Thu Jan 14 19:25:52 GMT 2021

https://bugs.libre-soc.org/show_bug.cgi?id=558

--- Comment #60 from Luke Kenneth Casson Leighton <lkcl at lkcl.net> ---
preamble 1 this is so long that i am going to need to do a followup summary. 
this alone may take me half an hour.  patience appreciated.

preamble 2

found this:
https://gcc.gnu.org/onlinedocs/gccint/Condition-Code.html

which is not hugely informative but at least gives hints

and this:
https://gcc.gnu.org/onlinedocs/gccint/Machine-Independent-Predicates.html#Machine-Independent-Predicates

which shows that lt/gt/le... etc (BO Branch style CR tests) are representable
in CRs.

preamble 3: the following is very relevant, and important to note that where
RVV gcc work leads, we will have an easier (less expensive) time following.
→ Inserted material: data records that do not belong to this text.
//! emporia-auth-core - 令牌编解码核心库
//!
//! 无状态访问/刷新令牌的签发与校验。签名密钥在进程启动时加载一次，
//! 运行期间只读共享；不支持密钥轮换。

use chrono::{DateTime, Duration, TimeZone, Utc};
use emporia_common::AccountId;
use emporia_errors::{AppError, AppResult};
use jsonwebtoken::{Algorithm, DecodingKey, EncodingKey, Header, Validation, decode, encode};
use serde::{Deserialize, Serialize};
use uuid::Uuid;

pub const TOKEN_TYPE_ACCESS: &str = "access";
pub const TOKEN_TYPE_REFRESH: &str = "refresh";

/// JWT Claims
#[derive(Debug, Clone, Serialize, Deserialize)]
pub struct Claims {
    /// Subject (account ID)
    pub sub: String,
    /// Email（仅访问令牌携带）
    #[serde(default, skip_serializing_if = "Option::is_none")]
    pub email: Option<String>,
    /// Token type (access or refresh)
    pub token_type: String,
    /// Issued at
    pub iat: i64,
    /// Expiration time
    pub exp: i64,
    /// JWT ID（仅刷新令牌携带，保证同一毫秒内签发的令牌也互不相同）
    #[serde(default, skip_serializing_if = "Option::is_none")]
    pub jti: Option<String>,
}

impl Claims {
    pub fn account_id(&self) -> AppResult<AccountId> {
        AccountId::from_string(&self.sub)
            .map_err(|_| AppError::invalid_token("Invalid account ID in token"))
    }

    pub fn is_access_token(&self) -> bool {
        self.token_type == TOKEN_TYPE_ACCESS
    }

    pub fn is_refresh_token(&self) -> bool {
        self.token_type == TOKEN_TYPE_REFRESH
    }

    pub fn expires_at(&self) -> DateTime<Utc> {
        Utc.timestamp_opt(self.exp, 0).single().unwrap_or_default()
    }
}

/// 令牌编解码器
///
/// 所有解析都必须经过 [`TokenCodec::verify`]；调用方不得绕过签名校验读取
/// claims。
#[derive(Clone)]
pub struct TokenCodec {
    encoding_key: EncodingKey,
    decoding_key: DecodingKey,
    access_ttl_ms: i64,
    refresh_ttl_ms: i64,
}

impl TokenCodec {
    pub fn new(secret: &str, access_ttl_ms: i64, refresh_ttl_ms: i64) -> Self {
        Self {
            encoding_key: EncodingKey::from_secret(secret.as_bytes()),
            decoding_key: DecodingKey::from_secret(secret.as_bytes()),
            access_ttl_ms,
            refresh_ttl_ms,
        }
    }

    /// 签发访问令牌
    pub fn issue_access(&self, account_id: &AccountId, email: &str) -> AppResult<String> {
        let now = Utc::now();
        let claims = Claims {
            sub: account_id.to_string(),
            email: Some(email.to_string()),
            token_type: TOKEN_TYPE_ACCESS.to_string(),
            iat: now.timestamp(),
            exp: (now + Duration::milliseconds(self.access_ttl_ms)).timestamp(),
            jti: None,
        };

        encode(&Header::default(), &claims, &self.encoding_key)
            .map_err(|e| AppError::internal(format!("Failed to sign access token: {}", e)))
    }

    /// 签发刷新令牌（带随机 jti）
    pub fn issue_refresh(&self, account_id: &AccountId) -> AppResult<String> {
        let now = Utc::now();
        let claims = Claims {
            sub: account_id.to_string(),
            email: None,
            token_type: TOKEN_TYPE_REFRESH.to_string(),
            iat: now.timestamp(),
            exp: (now + Duration::milliseconds(self.refresh_ttl_ms)).timestamp(),
            jti: Some(Uuid::new_v4().to_string()),
        };

        encode(&Header::default(), &claims, &self.encoding_key)
            .map_err(|e| AppError::internal(format!("Failed to sign refresh token: {}", e)))
    }

    /// 校验令牌并返回 claims
    pub fn verify(&self, token: &str) -> AppResult<Claims> {
        let mut validation = Validation::new(Algorithm::HS256);
        validation.validate_exp = true;
        validation.leeway = 0;

        let token_data =
            decode::<Claims>(token, &self.decoding_key, &validation).map_err(map_jwt_error)?;

        let claims = token_data.claims;
        if claims.token_type.is_empty() {
            return Err(AppError::invalid_token("Token type not specified"));
        }

        Ok(claims)
    }

    /// 令牌类型投影
    pub fn token_type_of(&self, token: &str) -> AppResult<String> {
        Ok(self.verify(token)?.token_type)
    }

    /// Subject 投影
    pub fn subject_of(&self, token: &str) -> AppResult<AccountId> {
        self.verify(token)?.account_id()
    }

    /// 过期时间投影
    pub fn expiry_of(&self, token: &str) -> AppResult<DateTime<Utc>> {
        Ok(self.verify(token)?.expires_at())
    }

    /// 访问令牌有效期（毫秒）
    pub fn access_ttl_ms(&self) -> i64 {
        self.access_ttl_ms
    }

    /// 刷新令牌有效期（毫秒）
    pub fn refresh_ttl_ms(&self) -> i64 {
        self.refresh_ttl_ms
    }
}

fn map_jwt_error(err: jsonwebtoken::errors::Error) -> AppError {
    use jsonwebtoken::errors::ErrorKind;

    match err.kind() {
        ErrorKind::ExpiredSignature => AppError::TokenExpired,
        ErrorKind::InvalidSignature => AppError::invalid_token("Invalid signature"),
        ErrorKind::InvalidAlgorithm | ErrorKind::InvalidAlgorithmName => {
            AppError::invalid_token("Unsupported token algorithm")
        }
        _ => AppError::invalid_token("Malformed token"),
    }
}
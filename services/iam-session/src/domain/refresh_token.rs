//! Refresh Token 实体

use chrono::{DateTime, Utc};
use emporia_common::{AccountId, RefreshTokenId};
use serde::{Deserialize, Serialize};

/// Refresh Token
///
/// 一条已签发刷新令牌的服务端记录。轮换时旧记录被撤销并通过
/// `replaced_by` 指向继任者，形成可审计的令牌链。
#[derive(Debug, Clone, Serialize, Deserialize)]
pub struct RefreshToken {
    pub id: RefreshTokenId,
    /// 账户 ID
    pub account_id: AccountId,
    /// Token 字符串（签名 JWT）
    pub token: String,
    /// 过期时间
    pub expires_at: DateTime<Utc>,
    /// 是否已撤销
    pub revoked: bool,
    /// 轮换后的继任令牌
    pub replaced_by: Option<String>,
    /// 签发时的客户端 IP
    pub created_by_ip: Option<String>,
    /// 创建时间
    pub created_at: DateTime<Utc>,
}

impl RefreshToken {
    /// 创建新的 Refresh Token 记录
    pub fn new(
        account_id: AccountId,
        token: String,
        expires_at: DateTime<Utc>,
        created_by_ip: Option<String>,
        created_at: DateTime<Utc>,
    ) -> Self {
        Self {
            id: RefreshTokenId::new(),
            account_id,
            token,
            expires_at,
            revoked: false,
            replaced_by: None,
            created_by_ip,
            created_at,
        }
    }

    /// 检查在给定时刻是否过期
    pub fn is_expired_at(&self, now: DateTime<Utc>) -> bool {
        now > self.expires_at
    }

    /// 检查是否已撤销
    pub fn is_revoked(&self) -> bool {
        self.revoked
    }

    /// 检查在给定时刻是否可用（未过期且未撤销）
    pub fn is_active_at(&self, now: DateTime<Utc>) -> bool {
        !self.is_expired_at(now) && !self.is_revoked()
    }

    /// 撤销 Token
    pub fn revoke(&mut self) {
        self.revoked = true;
    }

    /// 标记被继任令牌取代
    pub fn replace_with(&mut self, successor: &str) {
        self.revoked = true;
        self.replaced_by = Some(successor.to_string());
    }
}

#[cfg(test)]
mod tests {
    use super::*;
    use chrono::Duration;

    fn create_test_token(ttl_minutes: i64) -> RefreshToken {
        let now = Utc::now();
        RefreshToken::new(
            AccountId::new(),
            "token-abc".to_string(),
            now + Duration::minutes(ttl_minutes),
            Some("127.0.0.1".to_string()),
            now,
        )
    }

    #[test]
    fn test_new_token_is_active() {
        let token = create_test_token(10);
        assert!(token.is_active_at(Utc::now()));
        assert!(!token.is_revoked());
        assert!(token.replaced_by.is_none());
    }

    #[test]
    fn test_expired_token_is_not_active() {
        let token = create_test_token(-1);
        assert!(token.is_expired_at(Utc::now()));
        assert!(!token.is_active_at(Utc::now()));
    }

    #[test]
    fn test_revoked_token_is_not_active() {
        let mut token = create_test_token(10);
        token.revoke();
        assert!(!token.is_active_at(Utc::now()));
    }

    #[test]
    fn test_replace_with_revokes_and_links() {
        let mut token = create_test_token(10);
        token.replace_with("token-def");

        assert!(token.is_revoked());
        assert_eq!(token.replaced_by.as_deref(), Some("token-def"));
    }
}
//! 人机验证接口

use async_trait::async_trait;
use emporia_errors::AppResult;

/// 人机验证
///
/// 注册路径上的布尔判定。实现方自行处理远端调用与评分阈值。
#[async_trait]
pub trait CaptchaVerifier: Send + Sync {
    async fn verify(&self, token: &str) -> AppResult<bool>;
}
//! 领域层

pub mod account;
pub mod refresh_token;
pub mod repositories;
pub mod services;
pub mod value_objects;

pub use account::{Account, AuthProvider};
pub use refresh_token::RefreshToken;
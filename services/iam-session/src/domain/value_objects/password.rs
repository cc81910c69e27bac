//! Password 值对象

use argon2::{
    Argon2,
    password_hash::{PasswordHash, PasswordHasher, PasswordVerifier, SaltString, rand_core::OsRng},
};
use serde::{Deserialize, Serialize};
use std::fmt;

const MIN_LENGTH: usize = 8;
const MAX_LENGTH: usize = 128;

/// 哈希后的密码
#[derive(Debug, Clone, PartialEq, Eq, Serialize, Deserialize)]
pub struct HashedPassword(pub String);

impl HashedPassword {
    /// 从明文密码创建哈希密码
    pub fn from_plain(plain_password: &str) -> Result<Self, PasswordError> {
        Password::validate(plain_password)?;

        let salt = SaltString::generate(&mut OsRng);
        let argon2 = Argon2::default();

        let password_hash = argon2
            .hash_password(plain_password.as_bytes(), &salt)
            .map_err(|e| PasswordError::HashingFailed(e.to_string()))?
            .to_string();

        Ok(Self(password_hash))
    }

    /// 验证明文密码是否匹配
    pub fn verify(&self, plain_password: &str) -> Result<bool, PasswordError> {
        let parsed_hash =
            PasswordHash::new(&self.0).map_err(|e| PasswordError::InvalidHash(e.to_string()))?;

        Ok(Argon2::default()
            .verify_password(plain_password.as_bytes(), &parsed_hash)
            .is_ok())
    }

    /// 从已有的哈希字符串创建
    pub fn from_hash(hash: String) -> Self {
        Self(hash)
    }

    /// 获取字符串引用
    pub fn as_str(&self) -> &str {
        &self.0
    }
}

impl fmt::Display for HashedPassword {
    fn fmt(&self, f: &mut fmt::Formatter<'_>) -> fmt::Result {
        write!(f, "[REDACTED]")
    }
}

/// 明文密码（仅用于验证）
pub struct Password(String);

impl Password {
    /// 创建新的 Password（验证后）
    pub fn new(password: impl Into<String>) -> Result<Self, PasswordError> {
        let password = password.into();
        Self::validate(&password)?;
        Ok(Self(password))
    }

    /// 获取字符串引用
    pub fn as_str(&self) -> &str {
        &self.0
    }

    /// 长度策略校验
    pub fn validate(password: &str) -> Result<(), PasswordError> {
        if password.len() < MIN_LENGTH {
            return Err(PasswordError::TooShort(MIN_LENGTH));
        }

        if password.len() > MAX_LENGTH {
            return Err(PasswordError::TooLong(MAX_LENGTH));
        }

        Ok(())
    }
}

/// Password 错误
#[derive(Debug, thiserror::Error)]
pub enum PasswordError {
    #[error("Password is too short (minimum {0} characters)")]
    TooShort(usize),

    #[error("Password is too long (maximum {0} characters)")]
    TooLong(usize),

    #[error("Password hashing failed: {0}")]
    HashingFailed(String),

    #[error("Invalid password hash: {0}")]
    InvalidHash(String),
}

impl From<PasswordError> for emporia_errors::AppError {
    fn from(err: PasswordError) -> Self {
        emporia_errors::AppError::validation(err.to_string())
    }
}
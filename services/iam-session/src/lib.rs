//! IAM Session Service - 认证与会话安全核心
//!
//! 凭证验证、JWT 访问/刷新令牌生命周期（轮换 + 复用检测）、
//! 账户锁定、TOTP 两步验证与联合身份登录。

pub mod application;
pub mod domain;
pub mod infrastructure;
use async_trait::async_trait;
use emporia_common::{AccountId, AuditInfo};
use emporia_errors::{AppError, AppResult};
use sqlx::PgPool;
use tracing::debug;
use uuid::Uuid;

use crate::domain::account::{Account, AuthProvider};
use crate::domain::repositories::AccountRepository;
use crate::domain::value_objects::{Email, HashedPassword};

const ACCOUNT_COLUMNS: &str = "id, email, password_hash, first_name, last_name, phone, \
     avatar_url, email_verified, enabled, locked, failed_login_attempts, lock_time, \
     two_factor_enabled, two_factor_secret, provider, provider_id, role, created_at, updated_at";

pub struct PostgresAccountRepository {
    pool: PgPool,
}

impl PostgresAccountRepository {
    pub fn new(pool: PgPool) -> Self {
        Self { pool }
    }
}

#[async_trait]
impl AccountRepository for PostgresAccountRepository {
    async fn find_by_id(&self, id: &AccountId) -> AppResult<Option<Account>> {
        let row = sqlx::query_as::<_, AccountRow>(&format!(
            "SELECT {} FROM accounts WHERE id = $1",
            ACCOUNT_COLUMNS
        ))
        .bind(id.0)
        .fetch_optional(&self.pool)
        .await
        .map_err(|e| AppError::database(format!("Failed to find account: {}", e)))?;

        row.map(Account::try_from).transpose()
    }

    async fn find_by_email(&self, email: &Email) -> AppResult<Option<Account>> {
        debug!("Finding account by email");

        let row = sqlx::query_as::<_, AccountRow>(&format!(
            "SELECT {} FROM accounts WHERE email = $1",
            ACCOUNT_COLUMNS
        ))
        .bind(email.as_str())
        .fetch_optional(&self.pool)
        .await
        .map_err(|e| AppError::database(format!("Failed to find account: {}", e)))?;

        row.map(Account::try_from).transpose()
    }

    async fn exists_by_email(&self, email: &Email) -> AppResult<bool> {
        let exists: bool =
            sqlx::query_scalar("SELECT EXISTS(SELECT 1 FROM accounts WHERE email = $1)")
                .bind(email.as_str())
                .fetch_one(&self.pool)
                .await
                .map_err(|e| AppError::database(format!("Failed to check email: {}", e)))?;

        Ok(exists)
    }

    async fn save(&self, account: &Account) -> AppResult<()> {
        debug!(account_id = %account.id, "Saving account");

        sqlx::query(
            r#"
            INSERT INTO accounts (id, email, password_hash, first_name, last_name, phone,
                                  avatar_url, email_verified, enabled, locked,
                                  failed_login_attempts, lock_time, two_factor_enabled,
                                  two_factor_secret, provider, provider_id, role,
                                  created_at, updated_at)
            VALUES ($1, $2, $3, $4, $5, $6, $7, $8, $9, $10,
                    $11, $12, $13, $14, $15, $16, $17, $18, $19)
            "#,
        )
        .bind(account.id.0)
        .bind(account.email.as_str())
        .bind(account.password_hash.as_ref().map(|h| h.as_str()))
        .bind(&account.first_name)
        .bind(&account.last_name)
        .bind(&account.phone)
        .bind(&account.avatar_url)
        .bind(account.email_verified)
        .bind(account.enabled)
        .bind(account.locked)
        .bind(account.failed_login_attempts)
        .bind(account.lock_time)
        .bind(account.two_factor_enabled)
        .bind(&account.two_factor_secret)
        .bind(account.provider.as_str())
        .bind(&account.provider_id)
        .bind(&account.role)
        .bind(account.audit_info.created_at)
        .bind(account.audit_info.updated_at)
        .execute(&self.pool)
        .await
        .map_err(|e| AppError::database(format!("Failed to save account: {}", e)))?;

        Ok(())
    }

    async fn update(&self, account: &Account) -> AppResult<()> {
        debug!(account_id = %account.id, "Updating account");

        sqlx::query(
            r#"
            UPDATE accounts
            SET email = $2, password_hash = $3, first_name = $4, last_name = $5,
                phone = $6, avatar_url = $7, email_verified = $8, enabled = $9,
                locked = $10, failed_login_attempts = $11, lock_time = $12,
                two_factor_enabled = $13, two_factor_secret = $14, provider = $15,
                provider_id = $16, role = $17, updated_at = $18
            WHERE id = $1
            "#,
        )
        .bind(account.id.0)
        .bind(account.email.as_str())
        .bind(account.password_hash.as_ref().map(|h| h.as_str()))
        .bind(&account.first_name)
        .bind(&account.last_name)
        .bind(&account.phone)
        .bind(&account.avatar_url)
        .bind(account.email_verified)
        .bind(account.enabled)
        .bind(account.locked)
        .bind(account.failed_login_attempts)
        .bind(account.lock_time)
        .bind(account.two_factor_enabled)
        .bind(&account.two_factor_secret)
        .bind(account.provider.as_str())
        .bind(&account.provider_id)
        .bind(&account.role)
        .bind(account.audit_info.updated_at)
        .execute(&self.pool)
        .await
        .map_err(|e| AppError::database(format!("Failed to update account: {}", e)))?;

        Ok(())
    }

    async fn increment_failed_attempts(&self, id: &AccountId) -> AppResult<i32> {
        // 单条原子自增，并发失败不会丢计数
        let attempts: i32 = sqlx::query_scalar(
            r#"
            UPDATE accounts
            SET failed_login_attempts = failed_login_attempts + 1, updated_at = NOW()
            WHERE id = $1
            RETURNING failed_login_attempts
            "#,
        )
        .bind(id.0)
        .fetch_one(&self.pool)
        .await
        .map_err(|e| AppError::database(format!("Failed to increment attempts: {}", e)))?;

        Ok(attempts)
    }

    async fn reset_failed_attempts(&self, id: &AccountId) -> AppResult<()> {
        sqlx::query(
            "UPDATE accounts SET failed_login_attempts = 0, updated_at = NOW() WHERE id = $1",
        )
        .bind(id.0)
        .execute(&self.pool)
        .await
        .map_err(|e| AppError::database(format!("Failed to reset attempts: {}", e)))?;

        Ok(())
    }

    async fn lock(&self, id: &AccountId) -> AppResult<()> {
        sqlx::query(
            r#"
            UPDATE accounts
            SET locked = TRUE, lock_time = NOW(), updated_at = NOW()
            WHERE id = $1 AND locked = FALSE
            "#,
        )
        .bind(id.0)
        .execute(&self.pool)
        .await
        .map_err(|e| AppError::database(format!("Failed to lock account: {}", e)))?;

        Ok(())
    }
}

#[derive(sqlx::FromRow)]
struct AccountRow {
    id: Uuid,
    email: String,
    password_hash: Option<String>,
    first_name: String,
    last_name: String,
    phone: Option<String>,
    avatar_url: Option<String>,
    email_verified: bool,
    enabled: bool,
    locked: bool,
    failed_login_attempts: i32,
    lock_time: Option<chrono::DateTime<chrono::Utc>>,
    two_factor_enabled: bool,
    two_factor_secret: Option<String>,
    provider: String,
    provider_id: Option<String>,
    role: String,
    created_at: chrono::DateTime<chrono::Utc>,
    updated_at: chrono::DateTime<chrono::Utc>,
}

impl TryFrom<AccountRow> for Account {
    type Error = AppError;

    fn try_from(row: AccountRow) -> Result<Self, Self::Error> {
        let provider = AuthProvider::from_name(&row.provider)
            .ok_or_else(|| AppError::database(format!("Unknown provider: {}", row.provider)))?;

        Ok(Self {
            id: AccountId::from_uuid(row.id),
            // 库中存的邮箱已经规范化过，不再重跑格式校验
            email: Email(row.email),
            password_hash: row.password_hash.map(HashedPassword::from_hash),
            first_name: row.first_name,
            last_name: row.last_name,
            phone: row.phone,
            avatar_url: row.avatar_url,
            email_verified: row.email_verified,
            enabled: row.enabled,
            locked: row.locked,
            failed_login_attempts: row.failed_login_attempts,
            lock_time: row.lock_time,
            two_factor_enabled: row.two_factor_enabled,
            two_factor_secret: row.two_factor_secret,
            provider,
            provider_id: row.provider_id,
            role: row.role,
            audit_info: AuditInfo {
                created_at: row.created_at,
                updated_at: row.updated_at,
            },
        })
    }
}
//! emporia-config - 配置加载库

use figment::{
    Figment,
    providers::{Env, Format, Toml},
};
use secrecy::Secret;
use serde::Deserialize;
use thiserror::Error;

#[derive(Debug, Error)]
pub enum ConfigError {
    #[error("Failed to load config: {0}")]
    Load(#[from] figment::Error),
}

/// 数据库配置
#[derive(Debug, Clone, Deserialize)]
pub struct DatabaseConfig {
    pub url: Secret<String>,
    #[serde(default = "default_max_connections")]
    pub max_connections: u32,
}

fn default_max_connections() -> u32 {
    match std::env::var("APP_ENV").as_deref() {
        Ok("production") => 50,
        _ => 10,
    }
}

/// JWT 配置
///
/// 过期时间以毫秒为单位，`expires_in` 响应字段直接引用这里。
#[derive(Debug, Clone, Deserialize)]
pub struct JwtConfig {
    pub secret: Secret<String>,
    #[serde(default = "default_access_token_expiration_ms")]
    pub access_token_expiration_ms: i64,
    #[serde(default = "default_refresh_token_expiration_ms")]
    pub refresh_token_expiration_ms: i64,
}

fn default_access_token_expiration_ms() -> i64 {
    900_000 // 15 minutes
}

fn default_refresh_token_expiration_ms() -> i64 {
    604_800_000 // 7 days
}

/// 账户锁定配置
#[derive(Debug, Clone, Deserialize)]
pub struct LockoutConfig {
    #[serde(default = "default_max_failed_attempts")]
    pub max_failed_attempts: i32,
}

fn default_max_failed_attempts() -> i32 {
    5
}

impl Default for LockoutConfig {
    fn default() -> Self {
        Self {
            max_failed_attempts: default_max_failed_attempts(),
        }
    }
}

/// TOTP 配置
#[derive(Debug, Clone, Deserialize)]
pub struct TotpConfig {
    #[serde(default = "default_totp_issuer")]
    pub issuer: String,
}

fn default_totp_issuer() -> String {
    "Emporia".to_string()
}

impl Default for TotpConfig {
    fn default() -> Self {
        Self {
            issuer: default_totp_issuer(),
        }
    }
}

/// 令牌清理任务配置
#[derive(Debug, Clone, Deserialize)]
pub struct SweepConfig {
    #[serde(default = "default_sweep_interval_secs")]
    pub interval_secs: u64,
}

fn default_sweep_interval_secs() -> u64 {
    86_400 // once daily
}

impl Default for SweepConfig {
    fn default() -> Self {
        Self {
            interval_secs: default_sweep_interval_secs(),
        }
    }
}

/// 服务器配置
#[derive(Debug, Clone, Deserialize)]
pub struct ServerConfig {
    pub host: String,
    pub port: u16,
}

/// 遥测配置
#[derive(Debug, Clone, Deserialize)]
pub struct TelemetryConfig {
    #[serde(default = "default_log_level")]
    pub log_level: String,
}

fn default_log_level() -> String {
    "info".to_string()
}

/// 邮件配置
#[derive(Debug, Clone, Deserialize)]
pub struct EmailConfig {
    pub smtp_host: String,
    pub smtp_port: u16,
    pub username: String,
    pub password: Secret<String>,
    pub from_email: String,
    pub from_name: String,
    #[serde(default)]
    pub use_tls: bool,
    #[serde(default = "default_timeout_secs")]
    pub timeout_secs: u64,
    pub reset_link_base_url: String,
}

fn default_timeout_secs() -> u64 {
    30
}

/// reCAPTCHA 配置
#[derive(Debug, Clone, Deserialize)]
pub struct RecaptchaConfig {
    pub secret: Secret<String>,
    #[serde(default = "default_recaptcha_verify_url")]
    pub verify_url: String,
}

fn default_recaptcha_verify_url() -> String {
    "https://www.google.com/recaptcha/api/siteverify".to_string()
}

/// 应用配置
#[derive(Debug, Clone, Deserialize)]
pub struct AppConfig {
    pub app_name: String,
    pub app_env: String,
    pub database: DatabaseConfig,
    pub jwt: JwtConfig,
    #[serde(default)]
    pub lockout: LockoutConfig,
    #[serde(default)]
    pub totp: TotpConfig,
    #[serde(default)]
    pub sweep: SweepConfig,
    pub server: ServerConfig,
    pub telemetry: TelemetryConfig,
    pub email: EmailConfig,
    pub recaptcha: RecaptchaConfig,
}

impl AppConfig {
    /// 从配置文件和环境变量加载配置
    pub fn load(config_dir: &str) -> Result<Self, ConfigError> {
        let env = std::env::var("APP_ENV").unwrap_or_else(|_| "development".to_string());

        let config: Self = Figment::new()
            .merge(Toml::file(format!("{}/default.toml", config_dir)))
            .merge(Toml::file(format!("{}/{}.toml", config_dir, env)))
            .merge(Env::prefixed("").split("_"))
            .extract()?;

        Ok(config)
    }

    /// 是否为生产环境
    pub fn is_production(&self) -> bool {
        self.app_env == "production"
    }
}

#[cfg(test)]
mod tests;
https://www.embecosm.com/2018/09/09/supporting-the-risc-v-vector-extension-in-gcc-and-llvm/
https://gcc.gnu.org/legacy-ml/gcc/2018-09/msg00037.html

BUT... it may be the case that gcc is simply "left behind" with the primary
focus being on LLVM.  instead, we may have to be the ones that take the
initiative.

(In reply to Alexandre Oliva from comment #58)
> I haven't been able to keep up with this in detail (sorry, my attention has
> been temporarily diverted), but I'm a little worried about how to represent
> a "shuffled" CR register file map, if I get the right idea of what's being
> proposed.

[appreciated your concerns.  for context here: we need your input to determine,
rather quickly, if the CR remap is viable.  i am USD 8,000 in debt on credit
cards and NLnet does not donate for time, only for results.  i apologise that
this puts us under pressure, i.e. we need to make fast pragmatic decisions,
even if they turn out mid-to-long-term to have been wrong.]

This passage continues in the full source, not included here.